[Collected data entries]
________________________________________

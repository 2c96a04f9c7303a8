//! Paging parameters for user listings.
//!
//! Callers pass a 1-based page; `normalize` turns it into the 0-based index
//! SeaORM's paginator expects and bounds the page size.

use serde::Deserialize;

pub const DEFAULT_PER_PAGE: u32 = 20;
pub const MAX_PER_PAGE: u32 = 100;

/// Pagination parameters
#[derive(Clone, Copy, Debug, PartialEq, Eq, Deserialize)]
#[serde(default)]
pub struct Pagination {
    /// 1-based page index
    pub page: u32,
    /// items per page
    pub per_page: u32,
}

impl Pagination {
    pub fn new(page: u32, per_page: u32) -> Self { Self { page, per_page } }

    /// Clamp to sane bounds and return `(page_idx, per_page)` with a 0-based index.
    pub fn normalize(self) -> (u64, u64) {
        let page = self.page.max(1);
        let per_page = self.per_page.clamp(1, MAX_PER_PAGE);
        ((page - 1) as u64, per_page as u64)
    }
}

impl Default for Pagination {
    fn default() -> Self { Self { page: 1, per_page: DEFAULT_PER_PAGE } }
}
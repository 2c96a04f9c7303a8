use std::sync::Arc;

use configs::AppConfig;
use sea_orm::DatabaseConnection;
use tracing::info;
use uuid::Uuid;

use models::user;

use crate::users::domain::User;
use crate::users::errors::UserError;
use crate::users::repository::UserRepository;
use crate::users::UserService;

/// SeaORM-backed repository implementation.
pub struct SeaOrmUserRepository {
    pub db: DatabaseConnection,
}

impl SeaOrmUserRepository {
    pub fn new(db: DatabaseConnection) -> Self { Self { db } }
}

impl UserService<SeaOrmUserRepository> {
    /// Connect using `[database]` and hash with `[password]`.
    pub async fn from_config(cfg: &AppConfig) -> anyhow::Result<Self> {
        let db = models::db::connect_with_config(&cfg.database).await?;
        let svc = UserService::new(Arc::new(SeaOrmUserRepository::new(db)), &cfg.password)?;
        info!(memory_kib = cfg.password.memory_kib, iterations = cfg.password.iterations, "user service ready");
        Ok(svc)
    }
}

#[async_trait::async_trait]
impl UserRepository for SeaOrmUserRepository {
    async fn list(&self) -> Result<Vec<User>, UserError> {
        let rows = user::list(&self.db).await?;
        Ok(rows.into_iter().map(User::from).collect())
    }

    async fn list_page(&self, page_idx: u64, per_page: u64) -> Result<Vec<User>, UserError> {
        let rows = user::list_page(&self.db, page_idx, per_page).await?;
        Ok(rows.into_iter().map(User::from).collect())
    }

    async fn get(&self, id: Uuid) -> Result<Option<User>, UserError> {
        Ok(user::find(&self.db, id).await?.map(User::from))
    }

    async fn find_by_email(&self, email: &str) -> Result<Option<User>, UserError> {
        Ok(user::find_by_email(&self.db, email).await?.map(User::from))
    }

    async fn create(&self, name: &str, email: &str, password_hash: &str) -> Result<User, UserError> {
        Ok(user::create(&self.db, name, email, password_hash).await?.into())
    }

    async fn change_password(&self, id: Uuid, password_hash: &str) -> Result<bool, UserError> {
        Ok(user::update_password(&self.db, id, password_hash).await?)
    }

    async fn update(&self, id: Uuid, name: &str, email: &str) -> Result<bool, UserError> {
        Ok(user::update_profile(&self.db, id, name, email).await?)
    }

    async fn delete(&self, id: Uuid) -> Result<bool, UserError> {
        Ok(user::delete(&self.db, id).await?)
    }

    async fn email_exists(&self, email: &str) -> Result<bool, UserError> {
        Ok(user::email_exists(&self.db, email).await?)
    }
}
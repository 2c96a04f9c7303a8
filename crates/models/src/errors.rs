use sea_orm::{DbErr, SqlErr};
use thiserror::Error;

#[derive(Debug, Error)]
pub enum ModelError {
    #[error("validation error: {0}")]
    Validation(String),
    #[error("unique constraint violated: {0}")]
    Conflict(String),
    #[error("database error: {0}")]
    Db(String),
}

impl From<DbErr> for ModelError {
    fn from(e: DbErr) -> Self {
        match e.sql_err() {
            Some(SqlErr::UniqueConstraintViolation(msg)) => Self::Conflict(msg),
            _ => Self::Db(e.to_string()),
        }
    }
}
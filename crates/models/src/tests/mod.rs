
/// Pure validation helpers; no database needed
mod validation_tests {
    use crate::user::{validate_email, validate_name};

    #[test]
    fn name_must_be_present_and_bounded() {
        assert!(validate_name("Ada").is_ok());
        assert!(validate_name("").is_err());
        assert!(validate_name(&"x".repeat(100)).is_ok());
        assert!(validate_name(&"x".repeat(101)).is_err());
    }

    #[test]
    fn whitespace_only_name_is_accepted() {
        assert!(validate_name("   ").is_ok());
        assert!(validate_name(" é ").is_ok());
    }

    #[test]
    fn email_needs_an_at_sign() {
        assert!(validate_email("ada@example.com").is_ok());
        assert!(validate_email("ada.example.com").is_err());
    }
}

________________________________________

→ PROBLEM:
Return each line of the data where the word "DatabaseConnection" appears.

→ PROBLEM SOLUTION:
use sea_orm::DatabaseConnection;
    pub db: DatabaseConnection,
    pub fn new(db: DatabaseConnection) -> Self { Self { db } }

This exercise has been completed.